+++ Given entries +++

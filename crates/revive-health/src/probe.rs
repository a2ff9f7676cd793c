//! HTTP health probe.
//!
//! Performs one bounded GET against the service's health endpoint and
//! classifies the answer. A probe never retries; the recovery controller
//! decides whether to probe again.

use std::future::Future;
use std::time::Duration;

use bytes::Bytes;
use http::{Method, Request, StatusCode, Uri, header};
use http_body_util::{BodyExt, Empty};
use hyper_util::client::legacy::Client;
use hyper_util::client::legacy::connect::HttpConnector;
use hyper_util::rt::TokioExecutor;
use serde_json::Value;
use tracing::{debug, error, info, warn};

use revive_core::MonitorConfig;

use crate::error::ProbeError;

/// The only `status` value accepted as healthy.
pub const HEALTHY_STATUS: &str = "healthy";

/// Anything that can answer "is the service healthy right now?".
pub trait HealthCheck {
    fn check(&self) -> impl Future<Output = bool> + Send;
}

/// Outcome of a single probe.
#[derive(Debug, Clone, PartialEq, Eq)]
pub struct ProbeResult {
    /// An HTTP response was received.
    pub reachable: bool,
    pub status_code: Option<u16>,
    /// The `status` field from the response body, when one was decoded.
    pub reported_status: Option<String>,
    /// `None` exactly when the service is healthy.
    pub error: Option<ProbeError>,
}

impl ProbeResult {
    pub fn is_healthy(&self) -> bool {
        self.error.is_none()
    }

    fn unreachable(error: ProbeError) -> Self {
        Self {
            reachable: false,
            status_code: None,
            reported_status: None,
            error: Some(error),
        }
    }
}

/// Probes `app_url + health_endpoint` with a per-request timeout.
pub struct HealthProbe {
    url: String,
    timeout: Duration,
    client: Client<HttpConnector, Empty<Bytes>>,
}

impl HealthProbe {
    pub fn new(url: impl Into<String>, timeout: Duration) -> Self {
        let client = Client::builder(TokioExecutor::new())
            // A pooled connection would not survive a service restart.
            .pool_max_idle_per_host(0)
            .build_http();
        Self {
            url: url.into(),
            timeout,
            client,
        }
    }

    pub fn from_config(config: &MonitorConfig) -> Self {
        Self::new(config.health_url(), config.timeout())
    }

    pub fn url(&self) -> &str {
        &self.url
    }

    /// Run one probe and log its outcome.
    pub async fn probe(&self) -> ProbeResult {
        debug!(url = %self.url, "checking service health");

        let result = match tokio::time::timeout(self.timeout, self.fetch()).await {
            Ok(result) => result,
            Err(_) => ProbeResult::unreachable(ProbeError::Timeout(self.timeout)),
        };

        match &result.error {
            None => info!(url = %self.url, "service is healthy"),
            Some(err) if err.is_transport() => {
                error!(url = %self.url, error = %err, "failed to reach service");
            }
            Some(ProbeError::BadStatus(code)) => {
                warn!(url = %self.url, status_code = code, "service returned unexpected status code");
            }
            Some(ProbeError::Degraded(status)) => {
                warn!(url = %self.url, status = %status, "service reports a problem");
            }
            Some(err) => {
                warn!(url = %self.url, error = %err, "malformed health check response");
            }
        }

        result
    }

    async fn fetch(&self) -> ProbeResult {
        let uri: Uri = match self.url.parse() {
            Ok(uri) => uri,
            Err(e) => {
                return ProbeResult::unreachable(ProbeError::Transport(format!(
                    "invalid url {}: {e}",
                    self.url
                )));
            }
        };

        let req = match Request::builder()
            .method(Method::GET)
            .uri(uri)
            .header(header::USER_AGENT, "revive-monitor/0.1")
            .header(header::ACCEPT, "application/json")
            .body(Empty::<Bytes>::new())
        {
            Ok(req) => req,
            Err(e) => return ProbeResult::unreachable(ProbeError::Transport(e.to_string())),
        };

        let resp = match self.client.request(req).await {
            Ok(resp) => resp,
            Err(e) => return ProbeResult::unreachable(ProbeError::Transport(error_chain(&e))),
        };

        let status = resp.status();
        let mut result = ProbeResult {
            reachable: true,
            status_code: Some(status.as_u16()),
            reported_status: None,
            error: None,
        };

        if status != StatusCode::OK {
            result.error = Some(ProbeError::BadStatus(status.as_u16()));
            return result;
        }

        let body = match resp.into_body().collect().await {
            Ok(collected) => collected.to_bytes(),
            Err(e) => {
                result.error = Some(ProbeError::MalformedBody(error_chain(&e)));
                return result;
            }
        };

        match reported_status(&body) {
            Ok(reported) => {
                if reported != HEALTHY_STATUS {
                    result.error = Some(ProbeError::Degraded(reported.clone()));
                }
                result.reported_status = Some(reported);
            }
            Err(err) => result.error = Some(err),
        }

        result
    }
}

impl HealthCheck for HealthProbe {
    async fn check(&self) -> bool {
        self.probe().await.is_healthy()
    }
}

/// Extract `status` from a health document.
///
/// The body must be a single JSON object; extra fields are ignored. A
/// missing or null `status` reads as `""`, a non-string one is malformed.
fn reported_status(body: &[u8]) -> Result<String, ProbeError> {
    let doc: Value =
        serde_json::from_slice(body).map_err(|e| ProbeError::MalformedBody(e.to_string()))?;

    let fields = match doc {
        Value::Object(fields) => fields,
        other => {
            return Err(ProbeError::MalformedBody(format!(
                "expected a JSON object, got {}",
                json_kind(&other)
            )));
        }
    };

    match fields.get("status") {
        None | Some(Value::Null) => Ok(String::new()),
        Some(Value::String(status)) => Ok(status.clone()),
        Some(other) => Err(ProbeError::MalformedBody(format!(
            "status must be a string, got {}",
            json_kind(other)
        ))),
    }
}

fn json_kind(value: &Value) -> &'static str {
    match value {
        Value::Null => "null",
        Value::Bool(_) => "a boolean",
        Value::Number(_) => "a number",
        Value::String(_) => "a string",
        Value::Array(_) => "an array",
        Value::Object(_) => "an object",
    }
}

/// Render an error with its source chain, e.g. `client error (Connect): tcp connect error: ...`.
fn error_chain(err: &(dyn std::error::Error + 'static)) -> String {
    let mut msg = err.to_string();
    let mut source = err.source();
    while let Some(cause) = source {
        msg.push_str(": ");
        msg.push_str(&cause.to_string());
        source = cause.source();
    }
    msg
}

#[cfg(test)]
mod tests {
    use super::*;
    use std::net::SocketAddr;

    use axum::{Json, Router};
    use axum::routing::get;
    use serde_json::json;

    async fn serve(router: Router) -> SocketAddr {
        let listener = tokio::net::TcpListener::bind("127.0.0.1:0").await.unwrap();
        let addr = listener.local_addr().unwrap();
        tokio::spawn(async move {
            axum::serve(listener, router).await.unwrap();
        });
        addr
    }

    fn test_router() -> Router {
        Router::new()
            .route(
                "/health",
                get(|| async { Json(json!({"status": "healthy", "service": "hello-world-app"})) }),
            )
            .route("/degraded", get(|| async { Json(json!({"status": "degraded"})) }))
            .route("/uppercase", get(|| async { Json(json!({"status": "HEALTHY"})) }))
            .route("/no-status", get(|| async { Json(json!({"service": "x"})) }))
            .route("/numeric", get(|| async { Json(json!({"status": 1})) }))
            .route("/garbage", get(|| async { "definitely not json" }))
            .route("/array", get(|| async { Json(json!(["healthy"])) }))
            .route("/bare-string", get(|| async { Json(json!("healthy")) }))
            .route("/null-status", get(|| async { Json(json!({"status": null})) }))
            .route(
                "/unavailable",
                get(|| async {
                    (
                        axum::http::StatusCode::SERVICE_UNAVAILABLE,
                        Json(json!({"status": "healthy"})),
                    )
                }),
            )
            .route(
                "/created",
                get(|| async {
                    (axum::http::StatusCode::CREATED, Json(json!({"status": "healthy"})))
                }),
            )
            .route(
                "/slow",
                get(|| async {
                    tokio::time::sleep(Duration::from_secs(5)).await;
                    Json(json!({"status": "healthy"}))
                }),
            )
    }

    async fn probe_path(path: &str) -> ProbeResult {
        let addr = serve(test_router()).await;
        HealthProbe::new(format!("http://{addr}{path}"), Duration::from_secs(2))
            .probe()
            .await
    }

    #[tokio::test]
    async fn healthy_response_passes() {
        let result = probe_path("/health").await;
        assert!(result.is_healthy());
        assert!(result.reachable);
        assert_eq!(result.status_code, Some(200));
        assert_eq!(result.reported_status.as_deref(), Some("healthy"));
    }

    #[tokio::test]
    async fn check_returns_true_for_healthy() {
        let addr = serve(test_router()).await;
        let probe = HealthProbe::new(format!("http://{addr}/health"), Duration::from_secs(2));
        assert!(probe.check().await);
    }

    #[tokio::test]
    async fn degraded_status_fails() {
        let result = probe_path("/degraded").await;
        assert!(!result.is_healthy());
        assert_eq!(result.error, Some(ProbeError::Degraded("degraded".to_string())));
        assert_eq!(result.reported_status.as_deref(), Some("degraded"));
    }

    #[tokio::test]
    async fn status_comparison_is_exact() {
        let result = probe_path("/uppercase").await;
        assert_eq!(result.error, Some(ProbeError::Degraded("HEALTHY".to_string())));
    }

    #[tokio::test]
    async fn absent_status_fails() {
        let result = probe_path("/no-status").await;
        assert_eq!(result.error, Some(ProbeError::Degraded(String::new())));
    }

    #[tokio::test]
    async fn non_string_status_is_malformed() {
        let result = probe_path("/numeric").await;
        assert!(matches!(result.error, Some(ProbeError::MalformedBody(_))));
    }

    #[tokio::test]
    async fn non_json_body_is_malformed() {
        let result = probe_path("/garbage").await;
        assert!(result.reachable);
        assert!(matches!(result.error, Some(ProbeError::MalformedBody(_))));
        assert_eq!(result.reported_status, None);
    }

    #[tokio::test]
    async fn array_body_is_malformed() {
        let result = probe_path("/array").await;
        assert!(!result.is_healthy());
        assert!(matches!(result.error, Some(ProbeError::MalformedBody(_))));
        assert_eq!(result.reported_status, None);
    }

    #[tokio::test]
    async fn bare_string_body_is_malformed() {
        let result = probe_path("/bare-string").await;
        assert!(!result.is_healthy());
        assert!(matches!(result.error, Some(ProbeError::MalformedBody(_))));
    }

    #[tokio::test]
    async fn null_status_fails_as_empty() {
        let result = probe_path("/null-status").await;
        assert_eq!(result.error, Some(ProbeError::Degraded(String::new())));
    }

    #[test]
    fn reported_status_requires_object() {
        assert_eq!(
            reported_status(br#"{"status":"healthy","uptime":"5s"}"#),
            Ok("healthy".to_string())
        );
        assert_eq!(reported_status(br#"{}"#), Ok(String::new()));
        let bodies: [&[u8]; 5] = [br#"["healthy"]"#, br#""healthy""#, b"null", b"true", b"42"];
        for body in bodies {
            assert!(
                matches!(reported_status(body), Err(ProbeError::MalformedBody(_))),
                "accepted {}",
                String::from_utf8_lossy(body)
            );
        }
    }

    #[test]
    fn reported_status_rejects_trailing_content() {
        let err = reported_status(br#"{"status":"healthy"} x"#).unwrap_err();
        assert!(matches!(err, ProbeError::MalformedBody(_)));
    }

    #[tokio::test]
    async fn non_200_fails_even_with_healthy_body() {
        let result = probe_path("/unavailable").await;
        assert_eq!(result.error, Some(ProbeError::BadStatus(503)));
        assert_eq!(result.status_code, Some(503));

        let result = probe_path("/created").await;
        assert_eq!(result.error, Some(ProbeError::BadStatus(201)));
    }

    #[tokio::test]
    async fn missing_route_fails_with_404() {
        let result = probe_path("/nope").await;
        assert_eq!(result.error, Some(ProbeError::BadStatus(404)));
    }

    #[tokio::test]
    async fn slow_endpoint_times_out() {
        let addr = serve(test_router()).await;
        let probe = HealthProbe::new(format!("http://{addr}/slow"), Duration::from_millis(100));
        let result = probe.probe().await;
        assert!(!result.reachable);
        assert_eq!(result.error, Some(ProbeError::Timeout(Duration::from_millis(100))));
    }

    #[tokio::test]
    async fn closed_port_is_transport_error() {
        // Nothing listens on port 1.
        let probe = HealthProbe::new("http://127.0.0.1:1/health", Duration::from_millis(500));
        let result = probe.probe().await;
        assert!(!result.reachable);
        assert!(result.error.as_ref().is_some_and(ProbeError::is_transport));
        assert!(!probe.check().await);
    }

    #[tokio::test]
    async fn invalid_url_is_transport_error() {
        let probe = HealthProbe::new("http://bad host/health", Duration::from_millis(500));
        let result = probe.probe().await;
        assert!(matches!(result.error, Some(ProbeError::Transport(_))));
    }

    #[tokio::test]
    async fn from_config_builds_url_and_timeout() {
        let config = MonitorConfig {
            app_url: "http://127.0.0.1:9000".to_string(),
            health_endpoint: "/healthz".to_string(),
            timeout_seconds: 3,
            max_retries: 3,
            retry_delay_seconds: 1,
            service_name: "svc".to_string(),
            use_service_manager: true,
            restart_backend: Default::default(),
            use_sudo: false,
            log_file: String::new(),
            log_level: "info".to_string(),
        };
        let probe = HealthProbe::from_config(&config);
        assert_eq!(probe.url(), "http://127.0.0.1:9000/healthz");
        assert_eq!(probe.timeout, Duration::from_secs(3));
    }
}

+++

Assigned task → Return only the number of lines in the data that contain "header".

Expected answer → 3